Dataset entries

============================================================

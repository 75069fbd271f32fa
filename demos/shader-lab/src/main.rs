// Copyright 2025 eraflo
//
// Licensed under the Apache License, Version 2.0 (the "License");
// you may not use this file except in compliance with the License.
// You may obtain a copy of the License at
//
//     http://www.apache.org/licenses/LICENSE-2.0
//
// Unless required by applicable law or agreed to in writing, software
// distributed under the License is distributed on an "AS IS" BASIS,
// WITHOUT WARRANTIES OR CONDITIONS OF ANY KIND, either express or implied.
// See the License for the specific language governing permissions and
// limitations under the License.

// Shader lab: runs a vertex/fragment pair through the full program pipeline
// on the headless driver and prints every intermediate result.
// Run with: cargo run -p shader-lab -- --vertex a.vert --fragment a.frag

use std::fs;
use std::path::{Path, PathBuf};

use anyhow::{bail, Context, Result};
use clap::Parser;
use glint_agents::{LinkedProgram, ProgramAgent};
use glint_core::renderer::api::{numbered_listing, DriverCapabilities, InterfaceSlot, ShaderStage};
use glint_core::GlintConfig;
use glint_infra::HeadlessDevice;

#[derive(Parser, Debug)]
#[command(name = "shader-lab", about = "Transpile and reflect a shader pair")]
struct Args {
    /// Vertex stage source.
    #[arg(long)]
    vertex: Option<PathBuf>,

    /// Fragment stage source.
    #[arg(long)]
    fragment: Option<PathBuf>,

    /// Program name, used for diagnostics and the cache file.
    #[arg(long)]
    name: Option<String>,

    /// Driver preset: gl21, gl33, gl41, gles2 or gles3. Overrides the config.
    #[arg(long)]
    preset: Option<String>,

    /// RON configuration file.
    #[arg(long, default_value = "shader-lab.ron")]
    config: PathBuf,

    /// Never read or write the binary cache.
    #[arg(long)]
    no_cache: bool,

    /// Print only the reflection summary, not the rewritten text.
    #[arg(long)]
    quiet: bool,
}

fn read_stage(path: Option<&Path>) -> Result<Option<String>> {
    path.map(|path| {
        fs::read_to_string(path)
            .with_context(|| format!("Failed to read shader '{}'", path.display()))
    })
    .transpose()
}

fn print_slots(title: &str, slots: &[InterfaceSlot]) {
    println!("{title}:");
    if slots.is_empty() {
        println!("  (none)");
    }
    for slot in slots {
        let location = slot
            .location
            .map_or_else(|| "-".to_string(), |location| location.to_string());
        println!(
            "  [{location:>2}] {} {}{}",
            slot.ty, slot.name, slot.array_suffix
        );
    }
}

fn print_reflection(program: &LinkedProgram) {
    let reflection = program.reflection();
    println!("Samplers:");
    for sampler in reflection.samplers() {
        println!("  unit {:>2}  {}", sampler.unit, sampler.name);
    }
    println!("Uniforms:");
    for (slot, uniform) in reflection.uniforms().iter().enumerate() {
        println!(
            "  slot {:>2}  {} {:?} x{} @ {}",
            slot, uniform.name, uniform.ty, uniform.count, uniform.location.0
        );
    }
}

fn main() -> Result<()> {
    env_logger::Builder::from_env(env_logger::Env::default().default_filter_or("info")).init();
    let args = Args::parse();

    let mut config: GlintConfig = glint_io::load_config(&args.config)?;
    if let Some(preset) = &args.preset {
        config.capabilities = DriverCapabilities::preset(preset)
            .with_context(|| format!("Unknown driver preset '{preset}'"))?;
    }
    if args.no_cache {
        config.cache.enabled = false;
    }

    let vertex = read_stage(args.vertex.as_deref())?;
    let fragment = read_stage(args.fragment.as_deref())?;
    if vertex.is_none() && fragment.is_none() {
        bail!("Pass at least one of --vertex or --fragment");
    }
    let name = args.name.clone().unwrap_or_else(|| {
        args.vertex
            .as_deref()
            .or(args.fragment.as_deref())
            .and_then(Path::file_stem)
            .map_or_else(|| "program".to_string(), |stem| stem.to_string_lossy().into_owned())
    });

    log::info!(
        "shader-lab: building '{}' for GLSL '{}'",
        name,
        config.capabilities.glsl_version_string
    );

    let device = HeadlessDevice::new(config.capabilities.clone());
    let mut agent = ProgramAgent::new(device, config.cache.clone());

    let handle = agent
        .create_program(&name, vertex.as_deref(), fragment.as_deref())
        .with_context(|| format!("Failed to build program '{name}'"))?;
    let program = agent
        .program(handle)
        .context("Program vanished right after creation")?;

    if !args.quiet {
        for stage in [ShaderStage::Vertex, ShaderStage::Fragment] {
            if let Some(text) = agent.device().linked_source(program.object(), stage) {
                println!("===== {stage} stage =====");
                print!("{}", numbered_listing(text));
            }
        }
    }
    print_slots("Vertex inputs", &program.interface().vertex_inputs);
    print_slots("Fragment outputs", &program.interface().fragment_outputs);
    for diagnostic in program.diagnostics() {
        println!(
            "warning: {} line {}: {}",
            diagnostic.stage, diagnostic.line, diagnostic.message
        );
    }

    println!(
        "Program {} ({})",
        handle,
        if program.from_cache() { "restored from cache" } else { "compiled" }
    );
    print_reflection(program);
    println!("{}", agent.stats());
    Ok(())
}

============================================================

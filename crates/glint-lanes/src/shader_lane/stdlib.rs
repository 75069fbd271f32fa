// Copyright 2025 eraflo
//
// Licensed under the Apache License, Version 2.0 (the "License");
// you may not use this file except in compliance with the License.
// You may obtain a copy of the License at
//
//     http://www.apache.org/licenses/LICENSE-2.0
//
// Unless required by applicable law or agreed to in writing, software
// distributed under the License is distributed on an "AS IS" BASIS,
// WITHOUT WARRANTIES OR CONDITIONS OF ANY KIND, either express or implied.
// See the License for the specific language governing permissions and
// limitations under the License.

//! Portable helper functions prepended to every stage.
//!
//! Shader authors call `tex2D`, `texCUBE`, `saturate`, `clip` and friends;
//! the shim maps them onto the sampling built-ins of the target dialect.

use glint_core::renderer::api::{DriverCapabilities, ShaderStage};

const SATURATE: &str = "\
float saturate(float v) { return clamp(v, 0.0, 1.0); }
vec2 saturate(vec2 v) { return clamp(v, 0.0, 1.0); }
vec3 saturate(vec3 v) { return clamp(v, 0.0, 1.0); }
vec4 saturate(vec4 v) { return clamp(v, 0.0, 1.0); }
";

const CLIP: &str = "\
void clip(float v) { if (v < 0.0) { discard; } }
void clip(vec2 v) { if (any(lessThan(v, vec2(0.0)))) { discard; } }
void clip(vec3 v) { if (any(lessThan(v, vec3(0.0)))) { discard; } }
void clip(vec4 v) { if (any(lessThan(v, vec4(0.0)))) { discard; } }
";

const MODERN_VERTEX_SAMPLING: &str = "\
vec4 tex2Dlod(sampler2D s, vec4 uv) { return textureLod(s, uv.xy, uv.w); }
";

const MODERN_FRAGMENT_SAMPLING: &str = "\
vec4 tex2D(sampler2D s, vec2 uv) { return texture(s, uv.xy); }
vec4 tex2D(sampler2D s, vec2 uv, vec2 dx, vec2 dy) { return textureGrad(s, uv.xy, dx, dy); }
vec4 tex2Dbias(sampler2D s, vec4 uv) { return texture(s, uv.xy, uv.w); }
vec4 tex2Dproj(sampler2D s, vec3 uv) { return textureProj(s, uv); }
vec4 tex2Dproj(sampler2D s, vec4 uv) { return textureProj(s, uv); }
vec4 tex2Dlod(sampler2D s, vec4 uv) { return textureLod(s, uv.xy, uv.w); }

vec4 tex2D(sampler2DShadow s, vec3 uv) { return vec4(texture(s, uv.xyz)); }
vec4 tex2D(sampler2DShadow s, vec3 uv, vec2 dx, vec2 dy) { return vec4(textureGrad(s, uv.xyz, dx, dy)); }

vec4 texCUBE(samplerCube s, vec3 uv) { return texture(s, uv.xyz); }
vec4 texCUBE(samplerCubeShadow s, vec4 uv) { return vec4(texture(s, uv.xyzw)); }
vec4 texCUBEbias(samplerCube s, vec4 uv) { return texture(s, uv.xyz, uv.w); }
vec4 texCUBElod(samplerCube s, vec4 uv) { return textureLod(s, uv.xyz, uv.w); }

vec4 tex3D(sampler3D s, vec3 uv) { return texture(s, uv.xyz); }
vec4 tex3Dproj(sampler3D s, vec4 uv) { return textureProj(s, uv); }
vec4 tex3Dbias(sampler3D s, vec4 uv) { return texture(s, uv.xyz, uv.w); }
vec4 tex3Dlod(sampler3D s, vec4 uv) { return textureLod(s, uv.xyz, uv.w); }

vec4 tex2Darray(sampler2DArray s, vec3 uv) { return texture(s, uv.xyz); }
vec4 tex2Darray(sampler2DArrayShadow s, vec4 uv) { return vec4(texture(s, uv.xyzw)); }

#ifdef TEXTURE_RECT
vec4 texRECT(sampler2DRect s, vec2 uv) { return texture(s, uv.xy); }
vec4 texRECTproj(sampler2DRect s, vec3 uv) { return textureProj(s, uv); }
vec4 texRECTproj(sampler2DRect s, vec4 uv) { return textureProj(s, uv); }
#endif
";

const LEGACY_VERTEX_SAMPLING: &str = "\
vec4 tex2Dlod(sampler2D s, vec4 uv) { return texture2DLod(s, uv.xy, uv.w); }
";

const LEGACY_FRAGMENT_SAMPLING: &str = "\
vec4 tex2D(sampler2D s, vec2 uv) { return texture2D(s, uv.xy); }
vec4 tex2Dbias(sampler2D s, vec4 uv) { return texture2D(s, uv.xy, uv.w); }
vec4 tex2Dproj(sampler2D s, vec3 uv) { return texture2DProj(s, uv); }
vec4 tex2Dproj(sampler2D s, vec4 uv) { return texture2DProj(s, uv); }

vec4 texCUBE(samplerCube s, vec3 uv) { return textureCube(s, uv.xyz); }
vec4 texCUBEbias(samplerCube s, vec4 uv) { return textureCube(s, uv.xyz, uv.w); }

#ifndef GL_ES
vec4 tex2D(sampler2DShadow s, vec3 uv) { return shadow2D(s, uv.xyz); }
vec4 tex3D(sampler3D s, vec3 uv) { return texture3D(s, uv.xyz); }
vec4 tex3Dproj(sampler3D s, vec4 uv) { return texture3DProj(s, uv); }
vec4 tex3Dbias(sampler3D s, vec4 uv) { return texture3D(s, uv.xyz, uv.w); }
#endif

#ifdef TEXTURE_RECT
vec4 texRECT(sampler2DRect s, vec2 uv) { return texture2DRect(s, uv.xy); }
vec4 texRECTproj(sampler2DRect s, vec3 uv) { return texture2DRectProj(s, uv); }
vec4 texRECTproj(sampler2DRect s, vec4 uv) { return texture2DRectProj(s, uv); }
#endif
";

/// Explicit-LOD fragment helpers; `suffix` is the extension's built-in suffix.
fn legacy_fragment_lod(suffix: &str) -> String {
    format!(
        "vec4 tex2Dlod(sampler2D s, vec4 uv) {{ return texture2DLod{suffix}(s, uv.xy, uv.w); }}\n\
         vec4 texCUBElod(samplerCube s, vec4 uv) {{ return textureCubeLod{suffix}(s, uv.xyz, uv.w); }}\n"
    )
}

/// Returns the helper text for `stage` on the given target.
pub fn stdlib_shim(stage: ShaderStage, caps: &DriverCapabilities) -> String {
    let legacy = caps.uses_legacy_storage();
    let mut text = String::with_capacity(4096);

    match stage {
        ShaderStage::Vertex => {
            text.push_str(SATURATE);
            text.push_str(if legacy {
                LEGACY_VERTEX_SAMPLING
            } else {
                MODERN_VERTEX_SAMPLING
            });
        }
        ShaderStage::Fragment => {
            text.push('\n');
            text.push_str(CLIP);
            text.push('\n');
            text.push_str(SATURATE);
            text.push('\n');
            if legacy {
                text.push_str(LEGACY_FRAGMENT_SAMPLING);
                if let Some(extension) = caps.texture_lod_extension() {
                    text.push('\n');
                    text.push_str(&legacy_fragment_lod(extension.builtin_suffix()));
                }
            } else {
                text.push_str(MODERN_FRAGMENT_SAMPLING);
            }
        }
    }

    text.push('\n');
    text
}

============================================================

> [Exercise aim] Say how many lines in the records contain the string "texCUBEbias". No other text is needed.

> [Result of the task] 2